I武道の科学 時代を超えた「強さ」の秘密
高橋華王講談社BLUE BACKS武道薀蓄
197頁820円★★★

 ではないが、“一日殺し”や“三年殺し”などといった、「おまえはもう死んでいる!」技がマンガや時代小説などではちょくちょく登場する。まぁ馬鹿らしいネタだが、唾液腺や肝臓のような内分泌を司る部位にうまいタイミングで衝撃を与えてその機能を不全にすれば、あり得る技ではあるという。
 もちろん、動く標的に狙った効果を与えるような当て身は途轍もなく難しいから、実際にそのような効果を狙う場合には、薬物を使うことになる。

 他にも殺法の紹介で、眼窩に指を突っ込んでネジって頭蓋骨の前頭部を破壊するだのといった、めちゃめちゃ恐ろしい技がたんたんと紹介されているのがすごい。

 このあたりの面白いところは後半に集まっているが、前半は理論武装というところか、昔懐かしい力学の式を使った説明が長い。内容はそう難しくはないけれど結構疲れた。
 くずしの基本は、両足で作った地面との設置面の外側に重心をどうやって移動させるか。
 打撃技は直線系より回転系のほうが威力をつけやすい。

 なかなか一読の価値あり。

(2016/6/9改訂)

J偽史冒険世界
長山靖生ちくま文庫歴史薀蓄
280頁700円★★★

 義経=ジンギスカン説日本ユダヤ同祖説シオンの議定書神代文字竹内文書etc.etc.
 怪しげで愉快なネタについての背景が満載の本。

 「トンデモ本の世界」のように笑わせる方向で書かれた本ではないから、多少読み辛かったりもするが、偽書にも歴史ありというのが面白い。
 偽書が書かれるための歴史的背景もあれば、場合によっては、偽書が表の歴史に影響を与えてしまう一面もあるというのが、面白いだけでなく怖くもある。

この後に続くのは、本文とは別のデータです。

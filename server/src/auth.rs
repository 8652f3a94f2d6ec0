// Copyright (c) 2025 sbksba
//
// This software is licensed under the terms of the MIT License.
// See the LICENSE file in the project root for the full license text.
//! Token issuance and request authentication.
//!
//! - `POST /api/auth/token` exchanges an email/password pair for a signed access token.
//! - [`AuthUser`] and [`AdminUser`] are extractors that resolve the bearer token of a
//!   request into an active account, rejecting with 401 (or 403 for missing admin rights).

use crate::config::{BootstrapAdmin, ServerConfig};
use crate::database;
use crate::handlers::AppError;
use crate::state::AppState;
use anyhow::{Context, anyhow};
use argon2::password_hash::{
    PasswordHash, PasswordHasher, PasswordVerifier, SaltString, rand_core::OsRng,
};
use argon2::Argon2;
use axum::{
    extract::{FromRequestParts, Json, State},
    http::{HeaderMap, StatusCode, header::AUTHORIZATION, request::Parts},
};
use chrono::{Duration, Utc};
use sqlx::SqlitePool;
use taskboard_common::{Claims, LoginPayload, TokenError, TokenResponse, User, token};
use tracing::{debug, error, info};

/// Signs and verifies access tokens with the server secret.
pub struct TokenIssuer {
    secret: Vec<u8>,
    ttl: Duration,
}

impl TokenIssuer {
    pub fn new(secret: Vec<u8>, ttl: Duration) -> Self {
        Self { secret, ttl }
    }

    pub fn from_config(config: &ServerConfig) -> Self {
        Self::new(config.token_secret.clone(), config.token_ttl)
    }

    pub fn issue(&self, user: &User) -> anyhow::Result<String> {
        let now = Utc::now();
        let expires_at = now
            .checked_add_signed(self.ttl)
            .context("Token lifetime overflows the calendar")?;
        let claims = Claims {
            sub: user.id,
            email: user.email.clone(),
            is_admin: user.is_admin,
            is_superadmin: user.is_superadmin,
            iat: now.timestamp(),
            exp: expires_at.timestamp(),
        };
        token::encode(&claims, &self.secret).context("Failed to sign access token")
    }

    pub fn verify(&self, token: &str) -> Result<Claims, TokenError> {
        token::verify(token, &self.secret, Utc::now().timestamp())
    }
}

/// Argon2id hash in PHC string format (`$argon2id$v=19$...`).
pub fn hash_password(password: &str) -> anyhow::Result<String> {
    let salt = SaltString::generate(&mut OsRng);
    let hash = Argon2::default()
        .hash_password(password.as_bytes(), &salt)
        .map_err(|e| anyhow!("Failed to hash password: {e}"))?;
    Ok(hash.to_string())
}

/// False for a wrong password and for anything that is not a PHC hash.
pub fn verify_password(password: &str, stored: &str) -> bool {
    let Ok(parsed) = PasswordHash::new(stored) else {
        return false;
    };
    Argon2::default()
        .verify_password(password.as_bytes(), &parsed)
        .is_ok()
}

/// Creates the configured superadmin if no account uses that email yet.
pub async fn ensure_bootstrap_admin(
    pool: &SqlitePool,
    admin: &BootstrapAdmin,
) -> anyhow::Result<User> {
    if let Some(existing) = database::find_user_by_email(pool, &admin.email).await? {
        debug!("Bootstrap admin {} already exists.", admin.email);
        return Ok(existing.user);
    }

    let password_hash = hash_password(&admin.password)?;
    let user = database::create_user_in_db(pool, &admin.email, &password_hash, true, true).await?;
    info!("Created bootstrap superadmin {} (ID {}).", user.email, user.id);
    Ok(user)
}

/// Handler for `POST /api/auth/token`.
pub async fn issue_token(
    State(state): State<AppState>,
    Json(payload): Json<LoginPayload>,
) -> Result<Json<TokenResponse>, AppError> {
    let email = payload.email.trim();
    debug!("Received token request for: {}", email);

    let record = database::find_user_by_email(&state.pool, email).await?;
    let Some(record) = record.filter(|r| verify_password(&payload.password, &r.password_hash))
    else {
        error!("Authentication failed for: {}", email);
        return Err(AppError::new(
            StatusCode::UNAUTHORIZED,
            "Invalid email or password.",
        ));
    };

    if !record.user.is_active {
        error!("Authentication refused for disabled account: {}", email);
        return Err(AppError::new(StatusCode::UNAUTHORIZED, "Account is disabled."));
    }

    let access_token = state.tokens.issue(&record.user)?;
    info!("Issued access token for user ID: {}", record.user.id);

    Ok(Json(TokenResponse {
        access_token,
        token_type: "bearer".to_string(),
    }))
}

fn bearer_token(headers: &HeaderMap) -> Option<&str> {
    let value = headers.get(AUTHORIZATION)?.to_str().ok()?;
    let (scheme, token) = value.split_once(' ')?;
    let token = token.trim();
    (scheme.eq_ignore_ascii_case("bearer") && !token.is_empty()).then_some(token)
}

/// The active account behind the request's bearer token.
pub struct AuthUser(pub User);

impl FromRequestParts<AppState> for AuthUser {
    type Rejection = AppError;

    async fn from_request_parts(parts: &mut Parts, state: &AppState) -> Result<Self, Self::Rejection> {
        let Some(token) = bearer_token(&parts.headers) else {
            debug!("Rejecting {}: no bearer token.", parts.uri.path());
            return Err(AppError::new(
                StatusCode::UNAUTHORIZED,
                "Authentication required.",
            ));
        };

        let claims = state.tokens.verify(token).map_err(|e| {
            debug!("Rejecting {}: {}", parts.uri.path(), e);
            AppError::new(StatusCode::UNAUTHORIZED, "Invalid or expired token.")
        })?;

        match database::get_user_from_db(&state.pool, claims.sub).await? {
            Some(user) if user.is_active => Ok(AuthUser(user)),
            Some(_) => Err(AppError::new(StatusCode::UNAUTHORIZED, "Account is disabled.")),
            None => Err(AppError::new(
                StatusCode::UNAUTHORIZED,
                "Invalid or expired token.",
            )),
        }
    }
}

/// Like [`AuthUser`], but the account must also hold the admin role.
pub struct AdminUser(pub User);

impl FromRequestParts<AppState> for AdminUser {
    type Rejection = AppError;

    async fn from_request_parts(parts: &mut Parts, state: &AppState) -> Result<Self, Self::Rejection> {
        let AuthUser(user) = AuthUser::from_request_parts(parts, state).await?;
        if !(user.is_admin || user.is_superadmin) {
            error!("User ID {} is not allowed on {}", user.id, parts.uri.path());
            return Err(AppError::new(
                StatusCode::FORBIDDEN,
                "Administrator rights required.",
            ));
        }
        Ok(AdminUser(user))
    }
}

 これもまた、間違いなく日本史の一面である。  登場するキーパーソンもお初の名前がほとんどなので、なかなか頭に定着させることができないが、頭の片隅に置いておきたい。

(2016/6/9改訂)

Kゴブリン娘と魔法の杖  魔法の国ザンス]X
 The Color of Her Panties
P・アンソニイハヤカワ文庫ファンタジー
573頁940円★★★

 父親が他界し、女性初の首長となるためにハンフリーの城へ向かうゴブリン族のグウェニィ。彼女に同行するのは、ザンスの歴史を変えると予言されたセントールのチェと、<二つの月の世界>からザンスに紛れ込んだエルフのジェニーと彼女の相棒猫のサミー。
 一方人魚のメラ、人喰い女鬼のオクラ、そして彼女たちに助けられたアイダの三人もまた、それぞれの希望に対する助言を求めて、ハンフリーの城を目指す。果たしてグウェンドリンやメラたち一行の運命は…。

 ほとんど何も言うことはない。
 解説で谷山浩子が書いているように、初期の頃と最近の第3世代の物語では、趣がまるで違うので注意が必要だ。“幾多の障害”もぶっちゃけて言えば箱庭世界の出来レースな訳で、久しぶりに読むといつも最初はつらい。
 しかし読了するころにはそれなりに面白く感じてしまうのが不思議。

 ところで、原題がひどい。
 「彼女のパンティーの色」って…。

 「ゴブリン娘と魔法の杖」というのもなんともしょぼいが、少なくともゴブリンの首長争いがメインではある。